Transcribe the records in their entirety, exactly as given.
————
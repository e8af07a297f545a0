//! Transfer progress snapshots and their shared aggregation.

use std::collections::HashMap;
use std::sync::{Arc, Mutex, PoisonError};

/// Progress of one URL at a point in time.
#[derive(Debug, Clone, Copy, PartialEq, Eq)]
pub struct ProgressSnapshot {
    /// Total size announced by the server (`Content-Length`), if any.
    pub size: Option<u64>,
    /// Bytes received so far.
    pub current: u64,
}

impl ProgressSnapshot {
    /// Size with `-1` standing for "unknown".
    #[must_use]
    pub fn size_or_unknown(&self) -> i64 {
        self.size
            .and_then(|size| i64::try_from(size).ok())
            .unwrap_or(-1)
    }
}

/// Latest snapshot of every URL that reported progress.
pub type ProgressMap = HashMap<String, ProgressSnapshot>;

/// Receives a full copy of the progress map after every update.
pub type ProgressCallback = Arc<dyn Fn(ProgressMap) + Send + Sync>;

/// Shared, synchronized progress state of one batch.
///
/// Workers call [`report`](Self::report); each call updates the map and then
/// hands a copy of the whole map to the callback while still holding the lock,
/// so callers never observe interleaved partial updates.
pub struct ProgressAggregator {
    map: Mutex<ProgressMap>,
    callback: Option<ProgressCallback>,
}

impl ProgressAggregator {
    /// Creates an empty aggregator.
    #[must_use]
    pub fn new(callback: Option<ProgressCallback>) -> Self {
        Self {
            map: Mutex::new(HashMap::new()),
            callback,
        }
    }

    /// Records a snapshot for `url` and notifies the callback.
    ///
    /// `current` never goes backwards for a URL: a lower value than the one
    /// already recorded is raised to it.
    pub fn report(&self, url: &str, snapshot: ProgressSnapshot) {
        let mut map = self.map.lock().unwrap_or_else(PoisonError::into_inner);
        let current = map
            .get(url)
            .map_or(snapshot.current, |prev| prev.current.max(snapshot.current));
        map.insert(
            url.to_string(),
            ProgressSnapshot {
                size: snapshot.size,
                current,
            },
        );
        if let Some(callback) = &self.callback {
            callback(map.clone());
        }
    }

    /// Returns a copy of the current map.
    #[must_use]
    pub fn snapshot(&self) -> ProgressMap {
        self.map
            .lock()
            .unwrap_or_else(PoisonError::into_inner)
            .clone()
    }
}

impl std::fmt::Debug for ProgressAggregator {
    fn fmt(&self, f: &mut std::fmt::Formatter<'_>) -> std::fmt::Result {
        f.debug_struct("ProgressAggregator")
            .field("map", &self.map)
            .field("callback", &self.callback.is_some())
            .finish()
    }
}

#[cfg(test)]
mod tests {
    use super::*;

    fn recording() -> (ProgressCallback, Arc<Mutex<Vec<ProgressMap>>>) {
        let calls = Arc::new(Mutex::new(Vec::new()));
        let sink = Arc::clone(&calls);
        let callback: ProgressCallback = Arc::new(move |map| sink.lock().unwrap().push(map));
        (callback, calls)
    }

    #[test]
    fn every_report_delivers_full_map() {
        let (callback, calls) = recording();
        let aggregator = ProgressAggregator::new(Some(callback));

        aggregator.report("a", ProgressSnapshot { size: Some(10), current: 0 });
        aggregator.report("b", ProgressSnapshot { size: None, current: 0 });
        aggregator.report("a", ProgressSnapshot { size: Some(10), current: 10 });

        let calls = calls.lock().unwrap();
        assert_eq!(calls.len(), 3);
        assert_eq!(calls[0].len(), 1);
        assert_eq!(calls[1].len(), 2);
        assert_eq!(calls[2]["a"].current, 10);
        assert_eq!(calls[2]["b"].size, None);
    }

    #[test]
    fn current_never_decreases() {
        let aggregator = ProgressAggregator::new(None);
        aggregator.report("a", ProgressSnapshot { size: None, current: 100 });
        aggregator.report("a", ProgressSnapshot { size: None, current: 40 });
        assert_eq!(aggregator.snapshot()["a"].current, 100);
    }

    #[test]
    fn unknown_size_maps_to_minus_one() {
        let known = ProgressSnapshot { size: Some(50), current: 0 };
        let unknown = ProgressSnapshot { size: None, current: 0 };
        assert_eq!(known.size_or_unknown(), 50);
        assert_eq!(unknown.size_or_unknown(), -1);
    }

    #[test]
    fn works_without_callback() {
        let aggregator = ProgressAggregator::new(None);
        aggregator.report("a", ProgressSnapshot { size: Some(1), current: 1 });
        assert_eq!(aggregator.snapshot().len(), 1);
    }

    #[test]
    fn concurrent_reports_are_all_recorded() {
        let (callback, calls) = recording();
        let aggregator = Arc::new(ProgressAggregator::new(Some(callback)));

        let handles: Vec<_> = (0..8)
            .map(|i| {
                let aggregator = Arc::clone(&aggregator);
                std::thread::spawn(move || {
                    for current in 0..=10 {
                        aggregator.report(&format!("url{i}"), ProgressSnapshot {
                            size: Some(10),
                            current,
                        });
                    }
                })
            })
            .collect();
        for handle in handles {
            handle.join().unwrap();
        }

        assert_eq!(calls.lock().unwrap().len(), 88);
        let map = aggregator.snapshot();
        assert_eq!(map.len(), 8);
        assert!(map.values().all(|s| s.current == 10));
    }
}
//! download-center - A concurrent, deduplicating fetch engine for installers.
//!
//! A batch of URLs (optionally paired with checksums) is fetched in parallel,
//! one task per distinct URL. Progress is reported through an optional
//! callback, and a completion callback receives exactly one result per URL
//! once every transfer has finished.
//!
//! # Example
//!
//! ```no_run
//! use download_center::{BatchOptions, DownloadCenter, FetchConfig};
//!
//! # async fn example() -> download_center::Result<()> {
//! let center = DownloadCenter::new(FetchConfig::default())?;
//!
//! let options = BatchOptions::new().with_progress(|progress| {
//!     for (url, snapshot) in &progress {
//!         println!("{url}: {}/{}", snapshot.current, snapshot.size_or_unknown());
//!     }
//! });
//!
//! let results = center
//!     .fetch_all(
//!         [("https://example.com/tool.tar.gz", "sha256:0123abcd")],
//!         options,
//!     )
//!     .await;
//!
//! for (url, result) in results {
//!     match result.error() {
//!         Some(error) => eprintln!("{url}: {error}"),
//!         None => println!("{url}: ok"),
//!     }
//! }
//! # Ok(())
//! # }
//! ```

#![warn(clippy::pedantic)]
#![warn(clippy::nursery)]

pub mod center;
pub mod checksum;
pub mod config;
pub mod error;
mod fetch;
pub mod fs;
pub mod outcome;
pub mod progress;
pub mod request;

#[cfg(feature = "cli")]
pub mod cli;

// Re-export main types for convenience
pub use center::{BatchOptions, DownloadCenter};
pub use checksum::{Algorithm, Checksum};
pub use config::{BLOCK_SIZE, Delivery, FetchConfig, MAX_REDIRECTS};
pub use error::{Error, FetchError, Result};
pub use fs::{FileSystem, TempDirFileSystem};
pub use outcome::{DownloadResult, ResultMap};
pub use progress::{ProgressCallback, ProgressMap, ProgressSnapshot};
pub use request::{Request, RequestSpec, normalize};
————
_Response box_
repository e8af07a297f545a0
//! Transfer progress snapshots and their shared aggregation.

use std::collections::HashMap;
use std::sync::{Arc, Mutex, PoisonError};

/// Progress of one URL at a point in time.
#[derive(Debug, Clone, Copy, PartialEq, Eq)]
pub struct ProgressSnapshot {
    /// Total size announced by the server (`Content-Length`), if any.
    pub size: Option<u64>,
    /// Bytes received so far.
    pub current: u64,
}

impl ProgressSnapshot {
    /// Size with `-1` standing for "unknown".
    #[must_use]
    pub fn size_or_unknown(&self) -> i64 {
        self.size
            .and_then(|size| i64::try_from(size).ok())
            .unwrap_or(-1)
    }
}

/// Latest snapshot of every URL that reported progress.
pub type ProgressMap = HashMap<String, ProgressSnapshot>;

/// Receives a full copy of the progress map after every update.
pub type ProgressCallback = Arc<dyn Fn(ProgressMap) + Send + Sync>;

/// Shared, synchronized progress state of one batch.
///
/// Workers call [`report`](Self::report); each call updates the map and then
/// hands a copy of the whole map to the callback while still holding the lock,
/// so callers never observe interleaved partial updates.
pub struct ProgressAggregator {
    map: Mutex<ProgressMap>,
    callback: Option<ProgressCallback>,
}

impl ProgressAggregator {
    /// Creates an empty aggregator.
    #[must_use]
    pub fn new(callback: Option<ProgressCallback>) -> Self {
        Self {
            map: Mutex::new(HashMap::new()),
            callback,
        }
    }

    /// Records a snapshot for `url` and notifies the callback.
    ///
    /// `current` never goes backwards for a URL: a lower value than the one
    /// already recorded is raised to it.
    pub fn report(&self, url: &str, snapshot: ProgressSnapshot) {
        let mut map = self.map.lock().unwrap_or_else(PoisonError::into_inner);
        let current = map
            .get(url)
            .map_or(snapshot.current, |prev| prev.current.max(snapshot.current));
        map.insert(
            url.to_string(),
            ProgressSnapshot {
                size: snapshot.size,
                current,
            },
        );
        if let Some(callback) = &self.callback {
            callback(map.clone());
        }
    }

    /// Returns a copy of the current map.
    #[must_use]
    pub fn snapshot(&self) -> ProgressMap {
        self.map
            .lock()
            .unwrap_or_else(PoisonError::into_inner)
            .clone()
    }
}

impl std::fmt::Debug for ProgressAggregator {
    fn fmt(&self, f: &mut std::fmt::Formatter<'_>) -> std::fmt::Result {
        f.debug_struct("ProgressAggregator")
            .field("map", &self.map)
            .field("callback", &self.callback.is_some())
            .finish()
    }
}

#[cfg(test)]
mod tests {
    use super::*;

    fn recording() -> (ProgressCallback, Arc<Mutex<Vec<ProgressMap>>>) {
        let calls = Arc::new(Mutex::new(Vec::new()));
        let sink = Arc::clone(&calls);
        let callback: ProgressCallback = Arc::new(move |map| sink.lock().unwrap().push(map));
        (callback, calls)
    }

    #[test]
    fn every_report_delivers_full_map() {
        let (callback, calls) = recording();
        let aggregator = ProgressAggregator::new(Some(callback));

        aggregator.report("a", ProgressSnapshot { size: Some(10), current: 0 });
        aggregator.report("b", ProgressSnapshot { size: None, current: 0 });
        aggregator.report("a", ProgressSnapshot { size: Some(10), current: 10 });

        let calls = calls.lock().unwrap();
        assert_eq!(calls.len(), 3);
        assert_eq!(calls[0].len(), 1);
        assert_eq!(calls[1].len(), 2);
        assert_eq!(calls[2]["a"].current, 10);
        assert_eq!(calls[2]["b"].size, None);
    }

    #[test]
    fn current_never_decreases() {
        let aggregator = ProgressAggregator::new(None);
        aggregator.report("a", ProgressSnapshot { size: None, current: 100 });
        aggregator.report("a", ProgressSnapshot { size: None, current: 40 });
        assert_eq!(aggregator.snapshot()["a"].current, 100);
    }

    #[test]
    fn unknown_size_maps_to_minus_one() {
        let known = ProgressSnapshot { size: Some(50), current: 0 };
        let unknown = ProgressSnapshot { size: None, current: 0 };
        assert_eq!(known.size_or_unknown(), 50);
        assert_eq!(unknown.size_or_unknown(), -1);
    }

    #[test]
    fn works_without_callback() {
        let aggregator = ProgressAggregator::new(None);
        aggregator.report("a", ProgressSnapshot { size: Some(1), current: 1 });
        assert_eq!(aggregator.snapshot().len(), 1);
    }

    #[test]
    fn concurrent_reports_are_all_recorded() {
        let (callback, calls) = recording();
        let aggregator = Arc::new(ProgressAggregator::new(Some(callback)));

        let handles: Vec<_> = (0..8)
            .map(|i| {
                let aggregator = Arc::clone(&aggregator);
                std::thread::spawn(move || {
                    for current in 0..=10 {
                        aggregator.report(&format!("url{i}"), ProgressSnapshot {
                            size: Some(10),
                            current,
                        });
                    }
                })
            })
            .collect();
        for handle in handles {
            handle.join().unwrap();
        }

        assert_eq!(calls.lock().unwrap().len(), 88);
        let map = aggregator.snapshot();
        assert_eq!(map.len(), 8);
        assert!(map.values().all(|s| s.current == 10));
    }
}
//! download-center - A concurrent, deduplicating fetch engine for installers.
//!
//! A batch of URLs (optionally paired with checksums) is fetched in parallel,
//! one task per distinct URL. Progress is reported through an optional
//! callback, and a completion callback receives exactly one result per URL
//! once every transfer has finished.
//!
//! # Example
//!
//! ```no_run
//! use download_center::{BatchOptions, DownloadCenter, FetchConfig};
//!
//! # async fn example() -> download_center::Result<()> {
//! let center = DownloadCenter::new(FetchConfig::default())?;
//!
//! let options = BatchOptions::new().with_progress(|progress| {
//!     for (url, snapshot) in &progress {
//!         println!("{url}: {}/{}", snapshot.current, snapshot.size_or_unknown());
//!     }
//! });
//!
//! let results = center
//!     .fetch_all(
//!         [("https://example.com/tool.tar.gz", "sha256:0123abcd")],
//!         options,
//!     )
//!     .await;
//!
//! for (url, result) in results {
//!     match result.error() {
//!         Some(error) => eprintln!("{url}: {error}"),
//!         None => println!("{url}: ok"),
//!     }
//! }
//! # Ok(())
//! # }
//! ```

#![warn(clippy::pedantic)]
#![warn(clippy::nursery)]

pub mod center;
pub mod checksum;
pub mod config;
pub mod error;
mod fetch;
pub mod fs;
pub mod outcome;
pub mod progress;
pub mod request;

#[cfg(feature = "cli")]
pub mod cli;

// Re-export main types for convenience
pub use center::{BatchOptions, DownloadCenter};
pub use checksum::{Algorithm, Checksum};
pub use config::{BLOCK_SIZE, Delivery, FetchConfig, MAX_REDIRECTS};
pub use error::{Error, FetchError, Result};
pub use fs::{FileSystem, TempDirFileSystem};
pub use outcome::{DownloadResult, ResultMap};
pub use progress::{ProgressCallback, ProgressMap, ProgressSnapshot};
pub use request::{Request, RequestSpec, normalize};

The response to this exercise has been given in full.